I'm sorry—forgive me. I'll never do that again, I promise!
I'll never again live on crusts of hearsay, crumbs of rumor
." (Job 42:5-6, the Message)
A great book for those that desire to shake themselves out of the rut of life and faith. Also, an encouraging prodding for people going through their own "what the heck?" moments. With the economy where it is, this book is quite timely.
Read full story

Monday, June 1, 2009

Bringing the Magic Back.

0 comments

Well, I called it. Seriously.

I thought that the Magic would beat LeBron, I mean the Cavaliers, in the Eastern series. I knew that LeBron was great, maybe one of the greatest individual players ever, but this is basketball which is a team sport. They really should have lost 4 in a row, but LeBron's amazing 3 pointer at the end of game two was amazing. But a superstar is only as good as his team.

I believe that in ministry you have to be on a team to be successful. The one-man superstar shows of days gone by are out, and the Orlando Magic is in.

Now I know that teams need a standout player, both in B-ball and in a church setting, but those standouts must be surrounded and released as well, for the team to win games. For a church, the "role players" must be more than adequate in their talent, and they also must be given freedom to shoot, dribble and pass if you will, when they see the opportunity to help their team. For instance, I appreciate my Pastor letting my speak to the congregation once in awhile, and sometimes I think that I help the team in doing so.

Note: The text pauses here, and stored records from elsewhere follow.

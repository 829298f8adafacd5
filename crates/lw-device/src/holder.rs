//! The vehicle a device is permanently associated with.

use std::fmt;

use lw_core::{Vehicle, VehicleId};

/// Identity of a device's holder, captured once at construction.
///
/// This is a non-owning handle: it copies the identity out of the vehicle
/// instead of borrowing it.  The live vehicle is handed to the device with
/// every notification and must match `numerical_id`.
#[derive(Debug, Clone, PartialEq, Eq, Hash, PartialOrd, Ord)]
pub struct Holder {
    numerical_id: VehicleId,
    id:           String,
}

impl Holder {
    pub fn new(numerical_id: VehicleId, id: impl Into<String>) -> Self {
        Self { numerical_id, id: id.into() }
    }

    /// Capture the identity of `vehicle`.
    pub fn of(vehicle: &dyn Vehicle) -> Self {
        Self::new(vehicle.numerical_id(), vehicle.id())
    }

    /// Stable integer id; the lookup and ordering key for device collections.
    #[inline]
    pub fn numerical_id(&self) -> VehicleId {
        self.numerical_id
    }

    pub fn id(&self) -> &str {
        &self.id
    }

    /// `true` if `vehicle` is this holder.
    #[inline]
    pub fn is(&self, vehicle: &dyn Vehicle) -> bool {
        vehicle.numerical_id() == self.numerical_id
    }
}

impl fmt::Display for Holder {
    fn fmt(&self, f: &mut fmt::Formatter<'_>) -> fmt::Result {
        write!(f, "{} ({})", self.id, self.numerical_id)
    }
}
//! The vehicle handle observers read from.
//!
//! Observers never own a vehicle.  The motion source passes `&dyn Vehicle`
//! into every notification; observers read identity and kinematic state from
//! it and must not keep the borrow past the call.  Anything that has to
//! outlive a call (dwell entries, device bindings) is keyed by
//! [`Vehicle::numerical_id`].

use crate::VehicleId;

/// Read-only view of one vehicle.
pub trait Vehicle {
    /// Stable integer identity, usable as a map key.
    fn numerical_id(&self) -> VehicleId;

    /// Human-readable id used in output records.
    fn id(&self) -> &str;

    /// Vehicle type tag matched by detector type filters.
    fn type_id(&self) -> &str;

    /// Physical length in meters (front bumper to rear bumper).
    fn length(&self) -> f64;

    /// Front position along the current lane in meters.
    fn position(&self) -> f64;

    /// Current speed in m/s.
    fn speed(&self) -> f64;

    /// Position of the trailing edge along the current lane.
    #[inline]
    fn back_position(&self) -> f64 {
        self.position() - self.length()
    }
}

/// Plain kinematic state of a vehicle, as kept by the motion source.
#[derive(Debug, Clone, PartialEq)]
pub struct VehicleState {
    pub numerical_id: VehicleId,
    pub id:           String,
    pub type_id:      String,
    pub length:       f64,
    pub position:     f64,
    pub speed:        f64,
}

impl VehicleState {
    /// A stopped vehicle at position 0.
    pub fn new(
        numerical_id: VehicleId,
        id:           impl Into<String>,
        type_id:      impl Into<String>,
        length:       f64,
    ) -> Self {
        Self {
            numerical_id,
            id:       id.into(),
            type_id:  type_id.into(),
            length,
            position: 0.0,
            speed:    0.0,
        }
    }

    /// Builder-style initial position.
    pub fn at(mut self, position: f64) -> Self {
        self.position = position;
        self
    }

    /// Builder-style initial speed.
    pub fn with_speed(mut self, speed: f64) -> Self {
        self.speed = speed;
        self
    }
}

impl Vehicle for VehicleState {
    #[inline]
    fn numerical_id(&self) -> VehicleId {
        self.numerical_id
    }

    #[inline]
    fn id(&self) -> &str {
        &self.id
    }

    #[inline]
    fn type_id(&self) -> &str {
        &self.type_id
    }

    #[inline]
    fn length(&self) -> f64 {
        self.length
    }

    #[inline]
    fn position(&self) -> f64 {
        self.position
    }

    #[inline]
    fn speed(&self) -> f64 {
        self.speed
    }
}
// ── Induction loop ────────────────────────────────────────────────────────────

#[cfg(test)]
mod loop_tests {
    use super::*;
    use crate::{CrossingKind, DetectorConfig, VehicleTypeFilter};
    use lw_output::{Attribute, EventKind};

    #[test]
    fn prolog_written_on_construction() {
        let (_det, sink) = loop_at(100.0);
        assert_eq!(sink.borrow().prologs().len(), 1);
        assert_eq!(sink.borrow().prologs()[0].as_str(), "loop_0");
    }

    #[test]
    fn front_then_rear_crossing_produces_pass() {
        let (mut det, sink) = loop_at(100.0);
        let mut v = vehicle(1, "car", 5.0).at(98.0);
        assert!(det.on_enter(&v, EnterReason::Departed, &step(10)).unwrap());

        assert!(advance(&mut det, &mut v, 103.0, 5.0, step(10)), "still straddling");
        assert!(close_to(det.dwell().entry_time(VehicleId(1)).unwrap(), 10.4));

        assert!(!advance(&mut det, &mut v, 108.0, 5.0, step(11)), "cleared the loop");
        assert!(det.dwell().is_empty());

        let sink = sink.borrow();
        let records = sink.records();
        assert_eq!(records.len(), 2);
        assert_eq!(records[0].kind, EventKind::Enter);
        assert!(close_to(records[0].time, 10.4));
        assert_eq!(records[0].attribute, None, "no gap before the first exit");

        let pass = &records[1];
        assert_eq!(pass.kind, EventKind::Pass);
        assert!(close_to(pass.time, 11.4));
        assert!(pass.time >= records[0].time);
        assert_eq!(pass.speed, 5.0);
        assert_eq!(pass.attribute.unwrap().name, Attribute::OCCUPANCY);
        assert!(close_to(pass.attribute.unwrap().value, 1.0));
        assert!(close_to(det.last_exit_time().unwrap(), 11.4));
        assert_eq!(det.stats().passed, 1);
    }

    #[test]
    fn not_reached_keeps_contact_without_state() {
        let (mut det, sink) = loop_at(100.0);
        let mut v = vehicle(1, "car", 5.0).at(10.0);
        assert!(advance(&mut det, &mut v, 20.0, 10.0, step(0)));
        assert!(det.dwell().is_empty());
        assert!(sink.borrow().records().is_empty());
    }

    #[test]
    fn short_fast_vehicle_enters_and_clears_in_one_step() {
        let (mut det, sink) = loop_at(100.0);
        let mut v = vehicle(1, "bike", 1.0).at(99.0);
        assert!(!advance(&mut det, &mut v, 105.0, 6.0, step(3)));
        let sink = sink.borrow();
        let kinds: Vec<_> = sink.records().iter().map(|r| r.kind).collect();
        assert_eq!(kinds, [EventKind::Enter, EventKind::Pass]);
        assert!(close_to(sink.records()[0].time, 3.0 + 1.0 / 6.0));
        assert!(close_to(sink.records()[1].time, 3.0 + 2.0 / 6.0));
    }

    #[test]
    fn vehicle_appearing_past_the_loop_is_never_tracked() {
        let (mut det, sink) = loop_at(100.0);
        let mut v = vehicle(1, "car", 5.0).at(101.0);
        assert!(advance(&mut det, &mut v, 102.0, 1.0, step(0)), "rear still behind loop");
        assert!(!advance(&mut det, &mut v, 106.0, 4.0, step(1)));
        assert_eq!(det.stats().entered, 0);
        assert!(sink.borrow().records().is_empty());
    }

    #[test]
    fn excluded_type_never_produces_state_or_records() {
        let (det, sink) = loop_at(100.0);
        let mut det = det.with_filter("truck".parse().unwrap());
        let mut v = vehicle(1, "car", 5.0).at(0.0);
        assert!(!det.on_enter(&v, EnterReason::Departed, &step(0)).unwrap());

        // Even a motion source that ignores the declined enter gets nothing.
        for k in 0..30 {
            let next = v.position + 10.0;
            let _ = advance(&mut det, &mut v, next, 10.0, step(k));
            assert!(det.dwell().is_empty());
        }
        assert!(!det.on_leave(&v, v.position, LeaveReason::Arrived, None, &step(30)).unwrap());
        assert!(sink.borrow().records().is_empty());
    }

    #[test]
    fn lane_change_dismisses_once() {
        let (mut det, sink) = loop_at(100.0);
        let mut v = vehicle(1, "car", 5.0).at(98.0);
        advance(&mut det, &mut v, 101.0, 3.0, step(10));

        let acked = det
            .on_leave(&v, 101.0, LeaveReason::LaneChange, Some(LaneId(1)), &step(10))
            .unwrap();
        assert!(acked);
        assert!(det.dwell().is_empty());

        let again = det
            .on_leave(&v, 101.0, LeaveReason::LaneChange, Some(LaneId(1)), &step(10))
            .unwrap();
        assert!(!again, "second dismissal is a no-op");

        let sink = sink.borrow();
        let dismissals: Vec<_> = sink.of_kind(EventKind::DismissLaneChange).collect();
        assert_eq!(dismissals.len(), 1);
        assert_eq!(dismissals[0].time, 11.0);
        assert!(dismissals[0].time >= sink.records()[0].time);
        assert_eq!(det.stats().dismissed, 1);
        assert_eq!(det.last_exit_time(), None, "dismissals do not move the exit clock");
    }

    #[test]
    fn removal_reasons_dismiss_by_removal() {
        for reason in [LeaveReason::Arrived, LeaveReason::Teleported, LeaveReason::Vaporized] {
            let (mut det, sink) = loop_at(100.0);
            let mut v = vehicle(1, "car", 5.0).at(99.0);
            advance(&mut det, &mut v, 100.0, 1.0, step(0));
            assert!(det.on_leave(&v, 100.0, reason, None, &step(0)).unwrap());
            assert_eq!(det.open_entries(), 0);
            assert_eq!(sink.borrow().of_kind(EventKind::DismissRemoval).count(), 1, "{reason}");
        }
    }

    #[test]
    fn same_step_dismissal_may_have_zero_occupancy() {
        let (mut det, sink) = loop_at(100.0);
        let mut v = vehicle(1, "car", 5.0).at(100.0);
        // standing exactly on the loop: entry at step end
        advance(&mut det, &mut v, 100.0, 0.0, step(5));
        det.on_leave(&v, 100.0, LeaveReason::Teleported, None, &step(5)).unwrap();
        let sink = sink.borrow();
        let d = sink.of_kind(EventKind::DismissRemoval).next().unwrap();
        assert_eq!(d.time, 6.0);
        assert_eq!(d.attribute.unwrap().value, 0.0);
    }

    #[test]
    fn running_off_the_lane_end_counts_as_pass() {
        let (mut det, sink) = loop_at(100.0);
        let mut v = vehicle(1, "car", 5.0).at(99.0);
        advance(&mut det, &mut v, 102.0, 3.0, step(0));
        assert!(det.on_leave(&v, 102.0, LeaveReason::Normal, None, &step(1)).unwrap());
        assert_eq!(sink.borrow().of_kind(EventKind::Pass).count(), 1);
        assert_eq!(det.last_exit_time(), Some(2.0));
    }

    #[test]
    fn gap_reported_from_previous_exit() {
        let (mut det, sink) = loop_at(100.0);
        let mut a = vehicle(1, "car", 5.0).at(98.0);
        advance(&mut det, &mut a, 103.0, 5.0, step(10));
        advance(&mut det, &mut a, 108.0, 5.0, step(11)); // exit 11.4

        let mut b = vehicle(2, "car", 5.0).at(95.0);
        advance(&mut det, &mut b, 101.0, 6.0, step(12)); // entry 12 + 5/6

        let sink = sink.borrow();
        let enter_b = sink.records().iter().rfind(|r| r.kind == EventKind::Enter).unwrap();
        assert_eq!(enter_b.vehicle, "veh2");
        let gap = enter_b.attribute.unwrap();
        assert_eq!(gap.name, Attribute::GAP);
        assert!(close_to(gap.value, 12.0 + 5.0 / 6.0 - 11.4));
    }

    #[test]
    fn overlapping_exit_is_diagnosed_and_clock_stays_monotonic() {
        let (mut det, _sink) = loop_at(100.0);
        let mut long = vehicle(1, "truck", 10.0).at(99.0);
        let mut short = vehicle(2, "car", 2.0).at(99.5);
        advance(&mut det, &mut long, 101.0, 2.0, step(0));
        advance(&mut det, &mut short, 100.5, 1.0, step(0));

        advance(&mut det, &mut long, 111.0, 10.0, step(1)); // exit 1.9
        assert!(close_to(det.last_exit_time().unwrap(), 1.9));
        advance(&mut det, &mut short, 103.5, 3.0, step(1)); // exit 1.5

        assert_eq!(det.stats().passed, 2);
        assert_eq!(det.stats().overlaps, 1);
        assert!(close_to(det.last_exit_time().unwrap(), 1.9));
    }

    #[test]
    fn last_exit_time_is_non_decreasing_across_passes() {
        let (mut det, _sink) = loop_at(50.0);
        let mut last = f64::NEG_INFINITY;
        for id in 0..5u64 {
            let mut v = vehicle(id, "car", 4.0).at(40.0);
            let mut k = id * 10;
            loop {
                let next = v.position + 3.0;
                if !advance(&mut det, &mut v, next, 3.0, step(k)) {
                    break;
                }
                k += 1;
            }
            let t = det.last_exit_time().unwrap();
            assert!(t >= last);
            last = t;
        }
        assert_eq!(det.stats().passed, 5);
        assert_eq!(det.stats().overlaps, 0);
    }

    #[test]
    fn stay_events_when_enabled() {
        let (det, sink) = loop_at(100.0);
        let mut det = det.with_options(LoopOptions { report_enter: false, report_stay: true });
        let mut v = vehicle(1, "car", 5.0).at(99.0);
        advance(&mut det, &mut v, 101.0, 2.0, step(0));
        advance(&mut det, &mut v, 103.0, 2.0, step(1));
        advance(&mut det, &mut v, 106.0, 3.0, step(2));
        let sink = sink.borrow();
        let kinds: Vec<_> = sink.records().iter().map(|r| r.kind).collect();
        assert_eq!(kinds, [EventKind::Stay, EventKind::Stay, EventKind::Pass]);
        assert_eq!(sink.records()[0].time, 1.0);
        assert_eq!(sink.records()[1].time, 2.0);
    }

    #[test]
    fn from_config_applies_filter_and_options() {
        let cfg = DetectorConfig {
            id:       "e1_in".into(),
            lane:     LaneId(0),
            position: 42.0,
            vtypes:   vec!["bus".into()],
            options:  LoopOptions { report_enter: false, report_stay: false },
        };
        let det = InstantInductLoop::from_config(&cfg, MemorySink::new()).unwrap();
        assert_eq!(det.id().as_str(), "e1_in");
        assert_eq!(det.position(), 42.0);
        assert_eq!(det.filter(), &VehicleTypeFilter::from_iter(["bus"]));
        assert_eq!(det.sink().prologs().len(), 1);
    }

    #[test]
    fn crossing_kind_maps_to_event_kind() {
        assert_eq!(EventKind::from(CrossingKind::Pass), EventKind::Pass);
        assert_eq!(EventKind::from(CrossingKind::DismissRemoval), EventKind::DismissRemoval);
    }

    #[test]
    fn close_finishes_sink() {
        let (mut det, sink) = loop_at(100.0);
        let mut v = vehicle(1, "car", 5.0).at(99.0);
        advance(&mut det, &mut v, 101.0, 2.0, step(0));
        assert_eq!(det.open_entries(), 1);
        det.close().unwrap();
        assert!(sink.borrow().is_finished());
    }
}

Outliers, by Malcolm Gladwell, is a great book which was recommended to me by my churchbud Patrick Kitley. I had previously read Gladwell's Tipping Point, and so I was looking forward to this read. Outliers is about success and how it is found, how it is fed and how it flourishes (nice alliteration, huh?). In it, Gladwell retells the story of some famous plane crashes from the 1970's to the year 2000, and how the rate of failure was dramatically changed by some small adjustments that made major impact in certain sectors of the world-wide industry. At one point in this chapter, Gladwell shares portions of an interview with an expert in air traffic safety and an interesting team-idea emerges. The expert explains that the idea of having two pilots (a senior pilot and a less experienced co-pilot) is done for the simple reason that it takes two to fly the plane. Now we now that one pilot can certainly fly today's airbuses, but the design of all cockpits is for two pilots. This is so that there is a double-checking of procedures and potential problems and the like. The second man, in the non-leading seat, isn't there incase the lead suddenly passes out. He is there to be doing all that the lead is doing, seeing all the data that he is seeing, and to hear all the commands that the lead is hearing. This is what helps to prevent crashes.

One statistic that is brought out is that more often, when there have been airline crashes, the more experienced pilot was in the lead chair. That's right: the MORE experienced pilot was in the LEAD seat. Less accidents occur when the younger pilot is in the lead chair. And the hypothesis (rooted in fact and studies) is that the older, more experienced airman is unafraid to speak up to the lead chair and to have him look at this or check out that. When the opposite is the case, the younger pilot 'over revers' the older pilot and though he may see some potential danger, he doesn't want to make the experienced pilot feel as though he is missing something.

Interesting. The team is needed in flying a jet full of people. So even though the LeBron James can fly the plane with amazing panache' all by himself, with a cabin load of people following you, nay, counting on you, the team-pilot approach is the better way. Let's bring the Magic back.